=== Begin Enclosure ===
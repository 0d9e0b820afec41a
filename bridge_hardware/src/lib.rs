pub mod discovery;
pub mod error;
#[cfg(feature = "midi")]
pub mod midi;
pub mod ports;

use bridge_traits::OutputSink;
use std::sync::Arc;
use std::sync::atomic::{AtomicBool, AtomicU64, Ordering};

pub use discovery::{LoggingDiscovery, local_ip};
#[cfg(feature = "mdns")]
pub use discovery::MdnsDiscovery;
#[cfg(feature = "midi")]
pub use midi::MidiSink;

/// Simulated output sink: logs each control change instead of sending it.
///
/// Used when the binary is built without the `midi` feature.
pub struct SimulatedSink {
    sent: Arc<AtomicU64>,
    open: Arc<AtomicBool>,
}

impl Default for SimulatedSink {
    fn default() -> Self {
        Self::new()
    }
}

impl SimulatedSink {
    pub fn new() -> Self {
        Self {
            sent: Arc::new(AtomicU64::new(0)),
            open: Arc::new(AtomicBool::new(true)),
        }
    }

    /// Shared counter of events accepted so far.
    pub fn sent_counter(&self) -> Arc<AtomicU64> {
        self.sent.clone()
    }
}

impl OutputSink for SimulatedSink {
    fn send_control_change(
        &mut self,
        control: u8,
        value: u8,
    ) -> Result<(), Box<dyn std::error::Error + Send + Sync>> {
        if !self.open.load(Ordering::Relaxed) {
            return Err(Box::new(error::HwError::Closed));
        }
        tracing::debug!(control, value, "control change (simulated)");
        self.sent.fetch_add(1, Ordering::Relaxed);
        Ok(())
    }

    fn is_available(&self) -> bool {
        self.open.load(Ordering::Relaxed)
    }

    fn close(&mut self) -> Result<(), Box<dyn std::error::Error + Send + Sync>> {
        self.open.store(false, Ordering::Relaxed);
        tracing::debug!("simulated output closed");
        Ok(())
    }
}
=== End Enclosure ===
=== Begin Enclosure ===
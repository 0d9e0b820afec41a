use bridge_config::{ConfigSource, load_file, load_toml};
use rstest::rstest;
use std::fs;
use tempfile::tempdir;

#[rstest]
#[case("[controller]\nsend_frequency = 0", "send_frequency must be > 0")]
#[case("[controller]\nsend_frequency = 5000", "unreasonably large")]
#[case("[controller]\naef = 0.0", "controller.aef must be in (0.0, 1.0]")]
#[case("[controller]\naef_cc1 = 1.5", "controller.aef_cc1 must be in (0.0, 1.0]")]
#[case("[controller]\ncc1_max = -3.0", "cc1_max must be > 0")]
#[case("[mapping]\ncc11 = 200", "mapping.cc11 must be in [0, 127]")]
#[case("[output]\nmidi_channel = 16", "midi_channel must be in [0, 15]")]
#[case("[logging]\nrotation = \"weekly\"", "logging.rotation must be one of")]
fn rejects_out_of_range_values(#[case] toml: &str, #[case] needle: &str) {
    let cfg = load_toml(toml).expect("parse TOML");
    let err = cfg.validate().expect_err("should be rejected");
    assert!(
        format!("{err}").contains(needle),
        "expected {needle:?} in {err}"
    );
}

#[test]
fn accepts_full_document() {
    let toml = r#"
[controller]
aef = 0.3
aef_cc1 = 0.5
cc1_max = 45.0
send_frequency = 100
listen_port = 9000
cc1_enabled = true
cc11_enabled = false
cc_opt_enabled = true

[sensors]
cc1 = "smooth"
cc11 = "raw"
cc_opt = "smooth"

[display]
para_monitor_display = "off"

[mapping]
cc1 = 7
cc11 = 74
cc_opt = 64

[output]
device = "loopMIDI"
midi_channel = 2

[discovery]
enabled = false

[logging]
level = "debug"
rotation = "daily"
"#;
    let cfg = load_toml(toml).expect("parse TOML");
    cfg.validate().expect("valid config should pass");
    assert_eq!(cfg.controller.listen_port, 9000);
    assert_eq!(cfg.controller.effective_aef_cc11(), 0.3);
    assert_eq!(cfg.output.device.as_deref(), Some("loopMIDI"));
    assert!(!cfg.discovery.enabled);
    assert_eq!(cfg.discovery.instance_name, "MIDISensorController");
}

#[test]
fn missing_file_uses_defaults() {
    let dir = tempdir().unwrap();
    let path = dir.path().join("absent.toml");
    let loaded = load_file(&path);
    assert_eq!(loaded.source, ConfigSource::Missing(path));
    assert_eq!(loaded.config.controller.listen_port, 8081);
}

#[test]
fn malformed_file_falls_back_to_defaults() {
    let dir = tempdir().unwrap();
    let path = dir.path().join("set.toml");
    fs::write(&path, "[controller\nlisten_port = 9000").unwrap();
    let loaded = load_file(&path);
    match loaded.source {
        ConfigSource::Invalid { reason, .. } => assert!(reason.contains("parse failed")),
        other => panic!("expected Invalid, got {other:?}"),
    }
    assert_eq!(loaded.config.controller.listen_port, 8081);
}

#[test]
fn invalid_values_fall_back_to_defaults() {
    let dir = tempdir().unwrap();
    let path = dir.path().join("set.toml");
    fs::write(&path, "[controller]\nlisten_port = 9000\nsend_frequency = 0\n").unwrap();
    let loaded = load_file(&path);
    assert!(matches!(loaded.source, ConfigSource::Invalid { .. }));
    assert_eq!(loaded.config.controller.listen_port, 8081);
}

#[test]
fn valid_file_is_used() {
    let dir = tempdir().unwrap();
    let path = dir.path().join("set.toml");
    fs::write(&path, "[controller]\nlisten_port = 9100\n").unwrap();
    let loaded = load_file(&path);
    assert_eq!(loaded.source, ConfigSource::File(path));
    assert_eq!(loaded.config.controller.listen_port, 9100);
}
=== End Enclosure ===
=== Begin Enclosure ===
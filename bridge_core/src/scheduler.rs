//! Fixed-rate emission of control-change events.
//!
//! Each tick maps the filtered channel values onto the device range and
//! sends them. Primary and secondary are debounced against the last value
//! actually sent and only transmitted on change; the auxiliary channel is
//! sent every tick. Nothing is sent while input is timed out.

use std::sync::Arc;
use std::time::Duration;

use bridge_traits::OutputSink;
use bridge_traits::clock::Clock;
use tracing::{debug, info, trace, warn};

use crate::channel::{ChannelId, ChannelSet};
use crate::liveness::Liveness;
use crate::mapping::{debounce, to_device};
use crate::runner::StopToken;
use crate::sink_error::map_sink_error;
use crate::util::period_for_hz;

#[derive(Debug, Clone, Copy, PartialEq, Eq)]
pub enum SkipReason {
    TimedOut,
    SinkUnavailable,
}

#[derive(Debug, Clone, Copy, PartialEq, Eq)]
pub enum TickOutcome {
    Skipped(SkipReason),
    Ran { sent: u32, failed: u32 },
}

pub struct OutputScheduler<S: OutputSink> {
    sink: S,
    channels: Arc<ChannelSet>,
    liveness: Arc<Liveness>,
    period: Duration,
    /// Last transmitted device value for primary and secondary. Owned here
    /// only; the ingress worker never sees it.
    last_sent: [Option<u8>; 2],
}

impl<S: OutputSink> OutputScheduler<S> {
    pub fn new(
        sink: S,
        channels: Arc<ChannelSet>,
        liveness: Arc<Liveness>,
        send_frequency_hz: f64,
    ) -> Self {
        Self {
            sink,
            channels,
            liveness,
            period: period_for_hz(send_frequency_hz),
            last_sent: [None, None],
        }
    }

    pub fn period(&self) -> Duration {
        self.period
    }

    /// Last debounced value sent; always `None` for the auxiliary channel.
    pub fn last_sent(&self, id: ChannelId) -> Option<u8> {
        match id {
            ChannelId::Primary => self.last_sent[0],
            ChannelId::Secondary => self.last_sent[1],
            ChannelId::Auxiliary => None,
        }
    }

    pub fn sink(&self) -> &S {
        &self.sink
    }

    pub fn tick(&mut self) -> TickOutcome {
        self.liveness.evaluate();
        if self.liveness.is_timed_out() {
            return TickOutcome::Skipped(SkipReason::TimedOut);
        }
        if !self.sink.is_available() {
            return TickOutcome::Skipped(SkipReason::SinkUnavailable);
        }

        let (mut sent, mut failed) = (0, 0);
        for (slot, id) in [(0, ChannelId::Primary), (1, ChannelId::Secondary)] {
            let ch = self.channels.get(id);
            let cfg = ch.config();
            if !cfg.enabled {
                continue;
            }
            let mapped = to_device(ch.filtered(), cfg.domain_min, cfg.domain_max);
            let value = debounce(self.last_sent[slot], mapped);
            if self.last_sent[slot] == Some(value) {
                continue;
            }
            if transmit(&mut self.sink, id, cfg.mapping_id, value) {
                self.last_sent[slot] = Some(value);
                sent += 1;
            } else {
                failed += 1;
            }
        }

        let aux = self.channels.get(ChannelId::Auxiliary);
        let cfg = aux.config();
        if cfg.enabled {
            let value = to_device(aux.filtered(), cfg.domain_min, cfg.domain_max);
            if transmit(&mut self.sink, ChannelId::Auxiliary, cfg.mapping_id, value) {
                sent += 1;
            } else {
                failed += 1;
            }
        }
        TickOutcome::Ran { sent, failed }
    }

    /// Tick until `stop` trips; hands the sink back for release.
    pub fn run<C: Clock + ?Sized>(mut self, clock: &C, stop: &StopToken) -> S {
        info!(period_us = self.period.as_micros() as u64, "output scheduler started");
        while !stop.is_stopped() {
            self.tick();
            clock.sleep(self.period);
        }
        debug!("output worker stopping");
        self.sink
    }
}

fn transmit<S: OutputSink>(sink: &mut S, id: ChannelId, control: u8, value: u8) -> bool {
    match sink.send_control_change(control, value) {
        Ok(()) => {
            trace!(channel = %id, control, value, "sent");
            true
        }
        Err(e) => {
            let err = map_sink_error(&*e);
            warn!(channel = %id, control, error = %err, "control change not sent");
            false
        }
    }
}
=== End Enclosure ===
**Prompt**
The answer must be every line from the entries above that holds the string "contains".

**Completed exercise**
        format!("{err}").contains(needle),
        ConfigSource::Invalid { reason, .. } => assert!(reason.contains("parse failed")),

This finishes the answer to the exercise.